I still find that tests occasionally fail.  It looks like something is 
getting corrupted... might be as simple as garbled output, but might be 
something deeper than that.  I don't know.  I try another test with 
io::: {@[probename]=count()} and if it runs a little while it gets 
garbage probe names.  Stuff like "doart" (some combination of "done" and 
"start").  I cannot reproduce these problems with other providers, but I 
am still not sure that the problems are related to the io provider.  
Under investigation.

Nonetheless, the io probes seem to be good "nearly all the time" and so 
this looks like a meaningful first release of the io provider.

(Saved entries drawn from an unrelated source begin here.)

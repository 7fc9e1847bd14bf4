use clap::{Arg, Command};
use paj_ajap::{Translator, load_store_from_file};
use paj_ajap_mt::{GroqProvider, HybridTranslator, MockCompleter, MockMode};
use std::env;
use std::path::Path;
use std::sync::Arc;
use tokio::io::{AsyncBufReadExt, AsyncWriteExt, BufReader};

#[tokio::main]
async fn main() -> Result<(), Box<dyn std::error::Error>> {
    let matches = Command::new("paj-mt")
        .version(env!("CARGO_PKG_VERSION"))
        .about("Translate between Paj Ajap and English with a completion fallback")
        .arg(
            Arg::new("text")
                .help("Text to translate; omit for an interactive session")
                .index(1),
        )
        .arg(
            Arg::new("mock")
                .long("mock")
                .short('m')
                .help("Use the echo mock instead of the Groq API")
                .action(clap::ArgAction::SetTrue),
        )
        .arg(
            Arg::new("deterministic")
                .long("deterministic")
                .short('d')
                .help("Rules only, never call a completion provider")
                .action(clap::ArgAction::SetTrue),
        )
        .arg(
            Arg::new("verbose")
                .long("verbose")
                .short('v')
                .help("Show the source and explanation of each answer")
                .action(clap::ArgAction::SetTrue),
        )
        .get_matches();

    let use_mock = matches.get_flag("mock");
    let deterministic = matches.get_flag("deterministic");
    let verbose = matches.get_flag("verbose");

    let default_filter = if verbose { "info" } else { "warn" };
    tracing_subscriber::fmt()
        .with_env_filter(
            tracing_subscriber::EnvFilter::try_from_default_env()
                .unwrap_or_else(|_| default_filter.into()),
        )
        .with_writer(std::io::stderr)
        .init();

    let translator = match env::var("PAJ_AJAP_VOCABULARY") {
        Ok(path) => Translator::new(load_store_from_file(Path::new(&path))?),
        Err(_) => Translator::default(),
    };
    let translator = Arc::new(translator);
    let mut hybrid = HybridTranslator::new(Arc::clone(&translator));

    if use_mock {
        hybrid = hybrid.with_provider(Arc::new(MockCompleter::new(MockMode::Echo)));
    } else if !deterministic {
        // Check for API key
        if env::var("GROQ_API_KEY").is_err() {
            eprintln!("❌ GROQ_API_KEY environment variable not set");
            eprintln!("   Set it with: export GROQ_API_KEY=your_api_key");
            eprintln!("   Or use --mock or --deterministic");
            return Err("Missing API key".into());
        }
        hybrid = hybrid.with_provider(Arc::new(GroqProvider::from_env(translator.store())?));
    }

    if let Some(text) = matches.get_one::<String>("text") {
        print_answer(&hybrid, text, verbose).await;
        return Ok(());
    }

    // Interactive session until exit/quit or end of input
    let mut lines = BufReader::new(tokio::io::stdin()).lines();
    let mut stdout = tokio::io::stdout();
    loop {
        stdout.write_all(b"Translate (or 'exit'): ").await?;
        stdout.flush().await?;
        let Some(line) = lines.next_line().await? else {
            break;
        };
        let text = line.trim();
        if matches!(text.to_lowercase().as_str(), "exit" | "quit") {
            break;
        }
        if text.is_empty() {
            continue;
        }
        print_answer(&hybrid, text, verbose).await;
    }

    Ok(())
}

async fn print_answer(hybrid: &HybridTranslator, text: &str, verbose: bool) {
    let answer = hybrid.translate(text).await;
    println!("→ {}", answer.translated);
    if verbose {
        println!("  [{:?}]", answer.source);
    }
    if !answer.explanation.is_empty() {
        println!("  ({})", answer.explanation);
    }
}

Some extremely minor comments:

On 1/12/24 19:24, Kris Van Hees via DTrace-devel wrote:
> diff --git a/libdtrace/dt_open.c b/libdtrace/dt_open.c
> +	dtp->dt_maxlvaralloc = 1;	/* force the lvars map to be created */

I assume we cannot do this conditionally, based on whether the io 
provider needs this?

> diff --git a/libdtrace/dt_prov_io.c b/libdtrace/dt_prov_io.c
> +/* List of provider-specific variables. */
> +static dt_ident_t v_bio = { "-io-bio", DT_IDENT_SCALAR,
> +			    DT_IDFLG_LOCAL | DT_IDFLG_WRITE, 0, DT_ATTR_STABCMN,			    DT_VERS_2_0, &dt_idops_type, "struct bio" };

Missing line break.

> +static dt_ident_t v_biop = { "-io-bio-ptr", DT_IDENT_SCALAR,
> +			     DT_IDFLG_TLS | DT_IDFLG_WRITE, 0, DT_ATTR_STABCMN,
> +			     DT_VERS_2_0, &dt_idops_type, "struct bio *" };
> +
> +/*
> + * Generate BPF instructions to dereference the pointer in %r3 (after applying
> + * an optional addend) and read a value of the given 'width'.  The result isu

s/isu/is/

> + * stored in register 'reg' (where BPF_REG_0 <= reg <= BPF_REG_5).
> + *
> + * Registers %r0-%r5 will be clobbered.  Register 'reg' holds the value.
> + */
> +static void deref_r3(dt_irlist_t *dlp, uint_t exitlbl, int addend, int width,
> +		     int reg)
> +{
> +	assert(reg >= BPF_REG_0 && reg <= BPF_REG_5);
> +
> +	/* Use slot 0 as temporary storage. */
> +	emit(dlp, BPF_MOV_REG(BPF_REG_1, BPF_REG_FP));
> +	emit(dlp, BPF_ALU64_IMM(BPF_ADD, BPF_REG_1, DT_TRAMP_SP_SLOT(0)));
> +
> +	/* Specify the width of the scalar. */
> +	emit(dlp, BPF_MOV_IMM(BPF_REG_2, width));
> +
> +	/* The source address is already in %r3, but add addend, if any. */
> +	if (addend)
> +		emit(dlp, BPF_ALU64_IMM(BPF_ADD, BPF_REG_3, addend));
> +
> +	/* Perform the copy and check for success. */
> +	emit(dlp, BPF_CALL_HELPER(BPF_FUNC_probe_read));
> +	emit(dlp, BPF_BRANCH_IMM(BPF_JSLT, BPF_REG_0, 0, exitlbl));
> +
> +	/* Load the result into the specified register. */
> +	width = bpf_ldst_size(width, 0);
> +	emit(dlp, BPF_LOAD(width, reg, BPF_REG_FP, DT_TRAMP_SP_SLOT(0)));
> +}
> +
> +static int trampoline(dt_pcb_t *pcb, uint_t exitlbl)
> +{
> +
> +	/* Handle the non-XFS wait-done flavor. */
> +	if (strcmp(prp->desc->prb, "wait-done") == 0) {
> +		/*
> +		 * We need instrument submit_bio_wait(struct bio *):

need instrument
->
need to instrument

> +		 *   - on entry, store bio in a TLS var
> +		 *   - on return, get bio (and store 0 to delete the TLS var)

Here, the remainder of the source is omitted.